The IoT platform as a unifying hub
One such IoT platform becomes the “digital backbone” of the industrial operations of an organization. This is where two actors — the engineer and the data scientist — connect software and hardware to extract value from business operations.
An IoT platform that is ready for smart manufacturing incorporates artificial intelligence, i.e. machine learning and deep learning, big data technologies plus established automation technologies for data mining from different data sources, data modeling, statistical analysis, data visualization, as well as the ability to work with any programming language. One such platform not only serves as the enabler for the IoT ecosystem but also leverages its own infrastructure as a digital hub where device management and app development meet an advanced data science toolchain to generate actionable insights at a greater pace.
An IoT platform equipped to face critical IoT challenges at the IoT edge offers a combination of capabilities such as the management of IoT endpoints and connectivity plus IoT application development and integration tools. Further, an IoT platform that brings engineers and data scientists together supplements these capabilities with the accessing, ingestion, and processing of IoT data, together with IoT data analysis and visualization. One level of this solution is a fully-fledged IoT studio for application development and the remote management of IoT devices.

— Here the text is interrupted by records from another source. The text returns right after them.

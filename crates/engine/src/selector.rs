// SPDX-License-Identifier: BUSL-1.1
// Copyright (c) 2026 Alfred Jean LLC

//! Provider selection.
//!
//! ```text
//! score = max(0, 100 - cost_per_gas_unit * gas_limit / 1000)
//!       + base_reliability
//!       + feature_bonus(job)
//! ```
//!
//! The highest score wins. On an exact tie the adapter registered first wins.
//! Jobs that name a provider skip scoring entirely.

use serde::Serialize;
use std::sync::Arc;
use thiserror::Error;
use uk_adapters::ProviderProfile;
use uk_core::{AutomationJob, ProviderChoice, ProviderId};

#[derive(Debug, Clone, PartialEq, Eq, Error)]
pub enum SelectError {
    #[error("no provider available")]
    NoProviderAvailable,
    #[error("provider {0} is not available")]
    ProviderNotAvailable(ProviderId),
}

/// How one provider scored for one job.
#[derive(Debug, Clone, PartialEq, Serialize)]
pub struct ScoreBreakdown {
    pub provider: ProviderId,
    pub estimated_cost: u128,
    pub cost_score: f64,
    pub reliability: u32,
    pub feature_bonus: u32,
    pub total: f64,
}

/// Outcome of [`select`].
#[derive(Debug, Clone, PartialEq, Serialize)]
pub struct Selection {
    pub provider: ProviderId,
    /// One entry per available provider, in registration order. Empty when
    /// the job named its provider.
    pub scores: Vec<ScoreBreakdown>,
}

impl Selection {
    pub fn is_explicit(&self) -> bool {
        self.scores.is_empty()
    }

    pub fn winner(&self) -> Option<&ScoreBreakdown> {
        self.scores.iter().find(|s| s.provider == self.provider)
    }
}

pub fn score<P: ProviderProfile + ?Sized>(provider: &P, job: &AutomationJob) -> ScoreBreakdown {
    let estimated_cost = provider.cost_per_gas_unit() as u128 * job.gas_limit as u128;
    let cost_score = (100.0 - estimated_cost as f64 / 1000.0).max(0.0);
    let reliability = provider.base_reliability();
    let feature_bonus = provider.feature_bonus(job);
    ScoreBreakdown {
        provider: provider.id(),
        estimated_cost,
        cost_score,
        reliability,
        feature_bonus,
        total: cost_score + reliability as f64 + feature_bonus as f64,
    }
}

/// Pick a provider for `job` from `providers`, in registration order.
pub fn select<P: ProviderProfile + ?Sized>(
    job: &AutomationJob,
    providers: &[Arc<P>],
) -> Result<Selection, SelectError> {
    if providers.is_empty() {
        return Err(SelectError::NoProviderAvailable);
    }

    if let ProviderChoice::Explicit(id) = &job.provider {
        return if providers.iter().any(|p| p.id() == *id) {
            Ok(Selection { provider: id.clone(), scores: Vec::new() })
        } else {
            Err(SelectError::ProviderNotAvailable(id.clone()))
        };
    }

    let scores: Vec<ScoreBreakdown> = providers.iter().map(|p| score(p.as_ref(), job)).collect();
    let best = scores
        .iter()
        .reduce(|best, candidate| if candidate.total > best.total { candidate } else { best })
        .ok_or(SelectError::NoProviderAvailable)?;
    let provider = best.provider.clone();
    tracing::info!(
        job = %job.name,
        provider = %provider,
        total = best.total,
        cost_score = best.cost_score,
        reliability = best.reliability,
        feature_bonus = best.feature_bonus,
        "provider selected"
    );
    Ok(Selection { provider, scores })
}

#[cfg(test)]
#[path = "selector_tests.rs"]
mod tests;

Another level is a fully integratable data warehouse infrastructure. This is where you receive the data streams harvested from devices and build an insight-enabling analytical environment for the data analyst.
The key takeaway
A platform that brings together the data engineer and the data scientist offers a complex end-to-end IoT solution. It starts with data acquisition from IoT devices, plus collecting, pre-processing, and aggregating the data at the IoT gateway. Data scientists can then transmit the data to a cloud data science platform. This is where more advanced analytics are performed and ML models are trained. Once data scientists have trained their machine learning models in the cloud, they can bring logic to the IoT edge. Using the platform, the trained models can be rolled out to a variety of IoT devices. In this way, we have an iterable cycle of data acquisition, transformation, analytics, and deployment back at the IoT edge.